After my quick trip to El Paso, it was back to the farm to check on the freshly planted antique roses and meet a shipment of some lent lilies that an Oklahoman bulb farmer was divesting themselves of. The shipment of bulbs is on the tailgate of my truck, and the rose you see is Marie Pavie, an 1888 introduction that can be purchased online from the Antique Rose Emporium here. Blooming to the right is the old-fashioned milk and wine lily, Crinum x herbertii. Some of the narcissus that this bulb farmer from Oklahoma dug can sit in our barn for the rest of the summer, but not so for the Lent lilies! The trick with farming Lent lilies (Narcissus pseudonarcissus) is to get them in the ground as fast as possible! We planted them in a prepared row that week.
After this quick farming week, it was BACK TO HOUSTON again! I found time to sneak in and say hi to my sister-in-law who was working at Lulu Lemon (I think she was embarrassed I took her picture!)—Amy is the one who set Rebecca and I up on our blind date! First comes love, then comes marriage, then comes….well, you know how it goes—Rebecca and I are almost to that part. Amy and I were able to visit some and later that evening went to Fat Cat Creamery in the Heights that night for delicious ice cream.

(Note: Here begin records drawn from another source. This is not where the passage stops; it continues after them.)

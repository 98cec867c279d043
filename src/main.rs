//! exif-codec - Inspect and rewrite EXIF metadata from the command line.

use std::error::Error;
use std::process::ExitCode;
use std::sync::Arc;

use clap::Parser;
use tracing::{debug, error, info, warn};
use tracing_subscriber::{layer::SubscriberExt, util::SubscriberInitExt};

use exif_codec::{
    collect,
    config::{Cli, Command, DumpConfig, GpsConfig, InputArgs, StripConfig, ThumbnailConfig},
    encode_to_blob, search_file_and_extract_nth, Builder, DirectoryIndex, DirectoryKind,
    DirectoryNode, ExifError, TagRegistry,
};

fn main() -> ExitCode {
    let cli = Cli::parse();
    init_logging(cli.verbose);

    if let Err(e) = cli.command.validate() {
        error!("Configuration error: {}", e);
        return ExitCode::FAILURE;
    }

    let result = match &cli.command {
        Command::Dump(config) => run_dump(config),
        Command::Tree(config) => run_tree(&config.input),
        Command::Gps(config) => run_gps(config),
        Command::Thumbnail(config) => run_thumbnail(config),
        Command::Strip(config) => run_strip(config),
    };

    match result {
        Ok(()) => ExitCode::SUCCESS,
        Err(e) => {
            error!("{}", e);
            ExitCode::FAILURE
        }
    }
}

/// Initialize the tracing/logging subsystem.
///
/// Logs go to stderr so command output on stdout stays machine-readable.
fn init_logging(verbose: bool) {
    let env_filter = if verbose {
        "exif_codec=debug"
    } else {
        "exif_codec=info"
    };

    tracing_subscriber::registry()
        .with(
            tracing_subscriber::EnvFilter::try_from_default_env()
                .unwrap_or_else(|_| env_filter.into()),
        )
        .with(tracing_subscriber::fmt::layer().with_writer(std::io::stderr))
        .init();
}

// =============================================================================
// Loading
// =============================================================================

/// Locate and decode the selected metadata block of the input file.
fn load(input: &InputArgs) -> Result<DirectoryIndex, ExifError> {
    let blob = search_file_and_extract_nth(&input.file, input.nth)?;
    debug!(
        file = %input.file.display(),
        nth = input.nth,
        size = blob.len(),
        "Extracted metadata blob"
    );

    let (header, index) = collect(blob, TagRegistry::standard(), input.scan_options())?;
    debug!(
        byte_order = header.byte_order.name(),
        first_ifd_offset = header.first_ifd_offset,
        directories = index.len(),
        furthest_offset = index.furthest_offset(),
        "Decoded metadata"
    );

    for unknown in index.unknown_tags() {
        match &unknown.matched_path {
            Some(matched) => warn!(
                "Tag 0x{:04x} in {} is registered under {}",
                unknown.tag_id, unknown.path, matched
            ),
            None => warn!("Tag 0x{:04x} in {} is not registered", unknown.tag_id, unknown.path),
        }
    }

    Ok(index)
}

fn root_node(index: &DirectoryIndex) -> Result<DirectoryNode<'_>, ExifError> {
    index
        .root()
        .ok_or_else(|| ExifError::DirectoryNotFound(DirectoryKind::Primary.path()))
}

// =============================================================================
// Commands
// =============================================================================

fn run_dump(config: &DumpConfig) -> Result<(), Box<dyn Error>> {
    let index = load(&config.input)?;
    let records = root_node(&index)?.tag_records()?;

    if config.json {
        println!("{}", serde_json::to_string_pretty(&records)?);
        return Ok(());
    }

    for record in &records {
        println!(
            "{:<16} 0x{:04x} {:<32} [{}] ({}) {}",
            record.path,
            record.tag_id,
            record.tag_name,
            record.tag_type,
            record.unit_count,
            record.value
        );
    }
    info!("{} tag(s) in {} directories", records.len(), index.len());
    Ok(())
}

fn run_tree(input: &InputArgs) -> Result<(), Box<dyn Error>> {
    let index = load(input)?;
    for line in root_node(&index)?.dump_tree()? {
        println!("{}", line);
    }
    Ok(())
}

fn run_gps(config: &GpsConfig) -> Result<(), Box<dyn Error>> {
    let index = load(&config.input)?;
    let gps = index.gps_info()?;

    if config.json {
        println!("{}", serde_json::to_string_pretty(&gps)?);
    } else {
        println!("{}", gps);
        println!("Latitude:  {}", gps.latitude);
        println!("Longitude: {}", gps.longitude);
    }
    Ok(())
}

fn run_thumbnail(config: &ThumbnailConfig) -> Result<(), Box<dyn Error>> {
    let index = load(&config.input)?;
    let thumbnail = index.thumbnail()?;

    std::fs::write(&config.output, thumbnail)?;
    info!(
        "Wrote {} byte thumbnail to {}",
        thumbnail.len(),
        config.output.display()
    );
    Ok(())
}

fn run_strip(config: &StripConfig) -> Result<(), Box<dyn Error>> {
    let index = load(&config.input)?;
    let root = root_node(&index)?;
    let registry = index.registry();

    let mut keep = Vec::new();
    for name in config.keep_names() {
        keep.push(registry.get_by_name(DirectoryKind::Primary, name)?.id);
    }

    let mut builder = Builder::new_with_existing(root, Arc::clone(registry));
    builder.add_tags_from_existing(root, Some(keep.as_slice()), None)?;
    let blob = encode_to_blob(&builder)?;

    std::fs::write(&config.output, &blob)?;
    info!(
        "Kept {} of {} IFD0 tag(s); wrote {} bytes to {}",
        builder.tags().len(),
        root.entries().len(),
        blob.len(),
        config.output.display()
    );
    Ok(())
}
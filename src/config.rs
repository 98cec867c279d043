//! Command-line configuration for the `exif-codec` binary.
//!
//! Every subcommand reads one input file, locates the metadata blob inside it
//! and decodes it. Options can also be supplied through environment variables
//! with the `EXIF_` prefix:
//!
//! - `EXIF_NTH` - Which metadata block in the file to use (default: 0)
//! - `EXIF_UNIVERSAL_SEARCH` - Resolve misplaced tags against every directory kind
//! - `EXIF_JSON` - Emit JSON instead of text (dump and gps)
//! - `EXIF_KEEP_TAGS` - Comma-separated IFD0 tag names kept by `strip`
//!   (default: Orientation)
//! - `EXIF_VERBOSE` - Enable debug logging
//!
//! # Example
//!
//! ```ignore
//! use clap::Parser;
//! use exif_codec::config::{Cli, Command};
//!
//! let cli = Cli::parse();
//! if let Command::Dump(config) = &cli.command {
//!     println!("Dumping {}", config.input.file.display());
//! }
//! ```

use std::path::{Path, PathBuf};

use clap::{Args, Parser, Subcommand};

use crate::format::exif::ScanOptions;

// =============================================================================
// Default Values
// =============================================================================

/// Default metadata block index.
pub const DEFAULT_NTH: usize = 0;

/// Default IFD0 tags kept by `strip`.
pub const DEFAULT_KEEP_TAGS: &str = "Orientation";

/// Upper bound on `--nth`; files with more blocks than this are not real.
pub const MAX_NTH: usize = 1024;

// =============================================================================
// CLI Arguments
// =============================================================================

/// exif-codec - Inspect and rewrite EXIF metadata.
///
/// Reads the EXIF/TIFF metadata blob embedded in an image file, prints its
/// tags, directory tree, GPS position or thumbnail, and can write back a
/// reduced copy of the blob.
#[derive(Parser, Debug, Clone)]
#[command(name = "exif-codec")]
#[command(author, version, about, long_about = None)]
pub struct Cli {
    #[command(subcommand)]
    pub command: Command,

    /// Enable verbose logging (debug level).
    #[arg(short, long, global = true, default_value_t = false, env = "EXIF_VERBOSE")]
    pub verbose: bool,
}

/// Available subcommands.
#[derive(Subcommand, Debug, Clone)]
pub enum Command {
    /// Print every tag in the blob.
    Dump(DumpConfig),

    /// Print the directory tree.
    Tree(TreeConfig),

    /// Print the GPS position.
    Gps(GpsConfig),

    /// Write the embedded thumbnail to a file.
    Thumbnail(ThumbnailConfig),

    /// Rebuild the blob keeping only selected IFD0 tags.
    Strip(StripConfig),
}

impl Command {
    /// Input options shared by every subcommand.
    pub fn input(&self) -> &InputArgs {
        match self {
            Command::Dump(c) => &c.input,
            Command::Tree(c) => &c.input,
            Command::Gps(c) => &c.input,
            Command::Thumbnail(c) => &c.input,
            Command::Strip(c) => &c.input,
        }
    }

    /// Validate the selected subcommand.
    pub fn validate(&self) -> Result<(), String> {
        match self {
            Command::Dump(c) => c.input.validate(),
            Command::Tree(c) => c.input.validate(),
            Command::Gps(c) => c.input.validate(),
            Command::Thumbnail(c) => c.validate(),
            Command::Strip(c) => c.validate(),
        }
    }
}

// =============================================================================
// Shared Input Options
// =============================================================================

/// Where the blob comes from and how to scan it.
#[derive(Args, Debug, Clone)]
pub struct InputArgs {
    /// Image or raw metadata file to read.
    pub file: PathBuf,

    /// Use the N-th metadata block found in the file (0 = first).
    #[arg(long, default_value_t = DEFAULT_NTH, env = "EXIF_NTH")]
    pub nth: usize,

    /// Resolve tags found in the wrong directory against every directory kind.
    ///
    /// Some writers put tags in the wrong IFD. With this flag those tags are
    /// kept and reported instead of skipped, at the risk of misnaming a tag
    /// whose id is reused across kinds.
    #[arg(long, default_value_t = false, env = "EXIF_UNIVERSAL_SEARCH")]
    pub universal_search: bool,
}

impl InputArgs {
    pub fn validate(&self) -> Result<(), String> {
        if self.file.as_os_str().is_empty() {
            return Err("Input file is required".to_string());
        }
        if self.nth > MAX_NTH {
            return Err(format!("nth must be at most {}", MAX_NTH));
        }
        Ok(())
    }

    /// Scanner options selected on the command line.
    pub fn scan_options(&self) -> ScanOptions {
        ScanOptions {
            universal_search: self.universal_search,
        }
    }
}

// =============================================================================
// Subcommand Options
// =============================================================================

#[derive(Args, Debug, Clone)]
pub struct DumpConfig {
    #[command(flatten)]
    pub input: InputArgs,

    /// Print tags as a JSON array.
    #[arg(long, default_value_t = false, env = "EXIF_JSON")]
    pub json: bool,
}

#[derive(Args, Debug, Clone)]
pub struct TreeConfig {
    #[command(flatten)]
    pub input: InputArgs,
}

#[derive(Args, Debug, Clone)]
pub struct GpsConfig {
    #[command(flatten)]
    pub input: InputArgs,

    /// Print GPS information as JSON.
    #[arg(long, default_value_t = false, env = "EXIF_JSON")]
    pub json: bool,
}

#[derive(Args, Debug, Clone)]
pub struct ThumbnailConfig {
    #[command(flatten)]
    pub input: InputArgs,

    /// Where to write the thumbnail bytes.
    #[arg(short, long)]
    pub output: PathBuf,
}

impl ThumbnailConfig {
    pub fn validate(&self) -> Result<(), String> {
        self.input.validate()?;
        validate_output(&self.input, &self.output)
    }
}

#[derive(Args, Debug, Clone)]
pub struct StripConfig {
    #[command(flatten)]
    pub input: InputArgs,

    /// Where to write the rebuilt blob.
    #[arg(short, long)]
    pub output: PathBuf,

    /// IFD0 tag names to keep (comma-separated).
    #[arg(
        long,
        default_value = DEFAULT_KEEP_TAGS,
        env = "EXIF_KEEP_TAGS",
        value_delimiter = ','
    )]
    pub keep: Vec<String>,
}

impl StripConfig {
    pub fn validate(&self) -> Result<(), String> {
        self.input.validate()?;
        validate_output(&self.input, &self.output)?;

        if self.keep.iter().all(|name| name.trim().is_empty()) {
            return Err("At least one tag name must be given to --keep".to_string());
        }

        Ok(())
    }

    /// Tag names with surrounding whitespace and empty items removed.
    pub fn keep_names(&self) -> Vec<&str> {
        self.keep
            .iter()
            .map(|name| name.trim())
            .filter(|name| !name.is_empty())
            .collect()
    }
}

fn validate_output(input: &InputArgs, output: &Path) -> Result<(), String> {
    if output.as_os_str().is_empty() {
        return Err("Output path is required".to_string());
    }
    if output == input.file.as_path() {
        return Err("Output path must differ from the input file".to_string());
    }
    Ok(())
}

// =============================================================================
// Tests
// =============================================================================
//! # exif-codec
//!
//! Decode, inspect, rebuild and re-encode EXIF/TIFF metadata blobs.
//!
//! The library works on the self-contained metadata region of an image: an
//! 8-byte header followed by directories of tagged values. It does not parse
//! image containers; [`format::detect`] simply finds the header in raw bytes.
//!
//! ## Features
//!
//! - **Decoding**: every directory (IFD0, IFD1, Exif, GPSInfo, Interop) is
//!   decoded into an indexed graph that can be queried by path and tag
//! - **Typed values**: the nine primitive TIFF types plus decoders for the
//!   standard UNDEFINED-typed tags (UserComment, MakerNote, ...)
//! - **GPS and thumbnails**: GPS coordinates in degrees and decimal form, and
//!   the embedded JPEG thumbnail from IFD1
//! - **Rebuilding**: a mutable builder tree, seeded from a decoded blob or
//!   built from scratch, encodes back to a valid blob
//!
//! ## Architecture
//!
//! - [`io`] - Random-access byte sources and cursors
//! - [`mod@format`] - Blob search and the EXIF codec
//! - [`error`] - Error types for each layer
//! - [`config`] - CLI configuration for the `exif-codec` binary
//!
//! ## Example
//!
//! ```rust,no_run
//! use exif_codec::{collect, search_and_extract, ScanOptions, TagRegistry};
//!
//! fn main() -> Result<(), Box<dyn std::error::Error>> {
//!     let file = std::fs::read("photo.jpg")?;
//!     let blob = search_and_extract(&file)?;
//!
//!     let (_header, index) = collect(blob.to_vec(), TagRegistry::standard(), ScanOptions::default())?;
//!     if let Some(root) = index.root() {
//!         for line in root.dump_tree()? {
//!             println!("{}", line);
//!         }
//!     }
//!     Ok(())
//! }
//! ```

pub mod config;
pub mod error;
pub mod format;
pub mod io;

// Re-export commonly used types
pub use config::{Cli, Command};
pub use error::{BuildError, ExifError, IoError};
pub use format::exif::{
    collect, encode_to_blob, visit, Builder, BuilderTag, BuilderValue, ByteOrder, Directory,
    DirectoryIdentity, DirectoryIndex, DirectoryKind, DirectoryNode, Encoder, Entry, ExifHeader,
    GpsDegrees, GpsInfo, Rational, ScanOptions, ScanSummary, SignedRational, TagDefinition,
    TagRecord, TagRegistry, TagType, TagValue,
};
pub use format::{
    is_exif_header, locate, search_and_extract, search_and_extract_nth, search_file_and_extract,
    search_file_and_extract_nth,
};
pub use io::{ByteSource, MemorySource, SharedSource, SourceCursor};
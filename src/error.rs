use thiserror::Error;

/// I/O errors raised by a [`ByteSource`](crate::io::ByteSource)
#[derive(Debug, Clone, Error)]
pub enum IoError {
    /// Requested range exceeds the source bounds
    #[error("Range out of bounds: requested {requested} bytes at offset {offset}, size is {size}")]
    RangeOutOfBounds {
        offset: u64,
        requested: u64,
        size: u64,
    },

    /// The underlying source could not be read
    #[error("Read failed for {identifier}: {message}")]
    Read { identifier: String, message: String },
}

/// Errors raised while decoding a metadata blob or querying the tag registry.
///
/// Some variants only concern a single tag; see [`ExifError::is_tag_local`].
#[derive(Debug, Clone, Error)]
pub enum ExifError {
    /// I/O error while reading the blob
    #[error("I/O error: {0}")]
    Io(#[from] IoError),

    /// Fewer than eight bytes were available for the header
    #[error("Header invalid: need 8 bytes, got {actual}")]
    HeaderTooShort { actual: usize },

    /// The first four bytes are neither `II*\0` nor `MM\0*`
    #[error("Header invalid: unrecognised signature {0:02x?}")]
    InvalidSignature([u8; 4]),

    /// No header could be found anywhere in the searched data
    #[error("No EXIF metadata found")]
    NoMetadata,

    /// An offset points outside the blob
    #[error("Invalid offset {offset}: blob size is {size}")]
    OffsetInvalid { offset: u64, size: u64 },

    /// The tag id is not registered for the directory kind
    #[error("Tag 0x{tag_id:04x} not found in {kind}")]
    TagNotFound { kind: &'static str, tag_id: u16 },

    /// No tag with this name is registered for the directory kind
    #[error("Tag {name:?} not found in {kind}")]
    TagNameNotFound { kind: &'static str, name: String },

    /// The type code on the wire is not a known primitive
    #[error("Tag 0x{tag_id:04x} has invalid type code {type_code}")]
    TagTypeNotValid { tag_id: u16, type_code: u16 },

    /// The type is valid but not allowed for this tag
    #[error("Tag 0x{tag_id:04x} in {kind} does not support type {tag_type}")]
    TagTypeNotSupported {
        kind: &'static str,
        tag_id: u16,
        tag_type: &'static str,
    },

    /// A definition with this id is already registered
    #[error("Tag 0x{tag_id:04x} already registered in {kind}")]
    DuplicateTag { kind: &'static str, tag_id: u16 },

    /// The tag id does not introduce a child directory under this kind
    #[error("Tag 0x{tag_id:04x} does not map to a child directory of {kind}")]
    ChildDirectoryNotMapped { kind: &'static str, tag_id: u16 },

    /// No decoder exists for this UNDEFINED-typed tag
    #[error("No decoder for undefined tag 0x{tag_id:04x} in {kind}")]
    UnhandledUndefinedTag { kind: &'static str, tag_id: u16 },

    /// The value bytes could not be interpreted
    #[error("Value unparseable: {0}")]
    ValueUnparseable(String),

    /// The directory does not carry a thumbnail
    #[error("No thumbnail present")]
    NoThumbnail,

    /// The blob has no GPS directory
    #[error("No GPS directory present")]
    NoGpsData,

    /// The GPS directory exists but its coordinates are unusable
    #[error("GPS coordinates not valid: {0}")]
    GpsCoordinatesNotValid(String),

    /// An operation was attempted on the wrong kind of directory
    #[error("Expected directory {expected}, found {actual}")]
    WrongDirectoryKind { expected: String, actual: String },

    /// No directory exists at the given path
    #[error("Directory not found: {0}")]
    DirectoryNotFound(String),

    /// A directory path could not be parsed
    #[error("Invalid directory path: {0}")]
    InvalidPath(String),

    /// Child-pointer entries and child directories disagree
    #[error("Dangling children in {path}: {children} children, {child_tags} child tags")]
    DanglingChildren {
        path: String,
        children: usize,
        child_tags: usize,
    },
}

impl ExifError {
    /// Whether the error only concerns one tag, so a directory scan can skip
    /// the tag and keep going.
    pub fn is_tag_local(&self) -> bool {
        matches!(
            self,
            ExifError::TagNotFound { .. }
                | ExifError::TagTypeNotValid { .. }
                | ExifError::TagTypeNotSupported { .. }
                | ExifError::UnhandledUndefinedTag { .. }
                | ExifError::ValueUnparseable(_)
        )
    }

    /// Whether the error came from a header probe, so a search may try the next offset.
    pub fn is_header_invalid(&self) -> bool {
        matches!(
            self,
            ExifError::HeaderTooShort { .. } | ExifError::InvalidSignature(_)
        )
    }
}

/// Errors raised while mutating a builder tree or encoding it to bytes
#[derive(Debug, Clone, Error)]
pub enum BuildError {
    /// Decode or registry error
    #[error("EXIF error: {0}")]
    Exif(#[from] ExifError),

    /// No tag with this id exists in the builder
    #[error("Tag 0x{tag_id:04x} not found in builder {path}")]
    TagEntryNotFound { path: String, tag_id: u16 },

    /// No child builder is attached under this tag id
    #[error("Child builder for tag 0x{tag_id:04x} not found in {path}")]
    ChildBuilderNotFound { path: String, tag_id: u16 },

    /// Child builders must be attached with `add_child`
    #[error("Tag 0x{tag_id:04x} carries a child builder; use add_child")]
    ChildValueNotAllowed { tag_id: u16 },

    /// The child builder has no parent tag id (it is a root kind)
    #[error("Builder {path} cannot be attached as a child")]
    NotAChild { path: String },

    /// A child of the same kind already exists under the parent
    #[error("Child {path} already exists")]
    DuplicateChild { path: String },

    /// Parent and child disagree on byte order
    #[error("Child {path} byte order does not match its parent")]
    ByteOrderMismatch { path: String },

    /// Thumbnails are only stored on the thumbnail directory
    #[error("Thumbnail can only be set on IFD1, not {path}")]
    ThumbnailNotAllowed { path: String },

    /// Thumbnail data was empty
    #[error("Thumbnail data is empty")]
    EmptyThumbnail,

    /// Delete counts start at one
    #[error("Delete count must be at least 1, got {0}")]
    InvalidDeleteCount(usize),

    /// Position outside the builder tag list
    #[error("Position {position} out of range for {len} tags")]
    PositionOutOfRange { position: usize, len: usize },

    /// The value length is not a multiple of the type size
    #[error("Tag 0x{tag_id:04x}: {len} bytes is not a multiple of the {type_size}-byte unit")]
    Unaligned {
        tag_id: u16,
        len: usize,
        type_size: usize,
    },

    /// Dry run and real run disagree
    #[error("Encoder size mismatch in {what}: expected {expected}, got {actual}")]
    SizeMismatch {
        what: &'static str,
        expected: usize,
        actual: usize,
    },

    /// A directory table holds at most 65535 entries
    #[error("Builder {path} has {count} tags; a directory holds at most 65535")]
    TooManyTags { path: String, count: usize },

    /// An offset no longer fits in 32 bits
    #[error("Offset {0} exceeds the 32-bit address space")]
    OffsetOverflow(u64),
}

I love visiting The Heights and exploring all of the new eateries and shops like Fat Cat Creamery, but I also love botanizing in the area every time I am down there! The Heights in Houston is in some ways considered the first neighborhood in the city and early written accounts from the 1920’s show people talking about the Johnson’s amaryllis (Hippeastrum x johnsonii) being seen in the gardens. The neighborhoods are still treasure troves of old plant material and worth a botanizing adventure if you’re in the area.
You can read more about The Heights here on Wikipedia:
By 1891 millionaire Oscar Martin Carter and a group of investors established the Omaha and South Texas Land Company. The company purchased 1,756 acres (7.11 km2) of land and established infrastructure, including alleys, parks, schools, streets and utilities, worth $500,000 United States dollars. When Houston Heights was founded, it was astreetcar suburb of Houston which attracted people who did not wish to live in the dense city. It had its own municipality until the City of Houston annexed the Heights in 1919.
Little did people realize back then that the plants they were sharing with each other would remain in that neighborhood to this very day!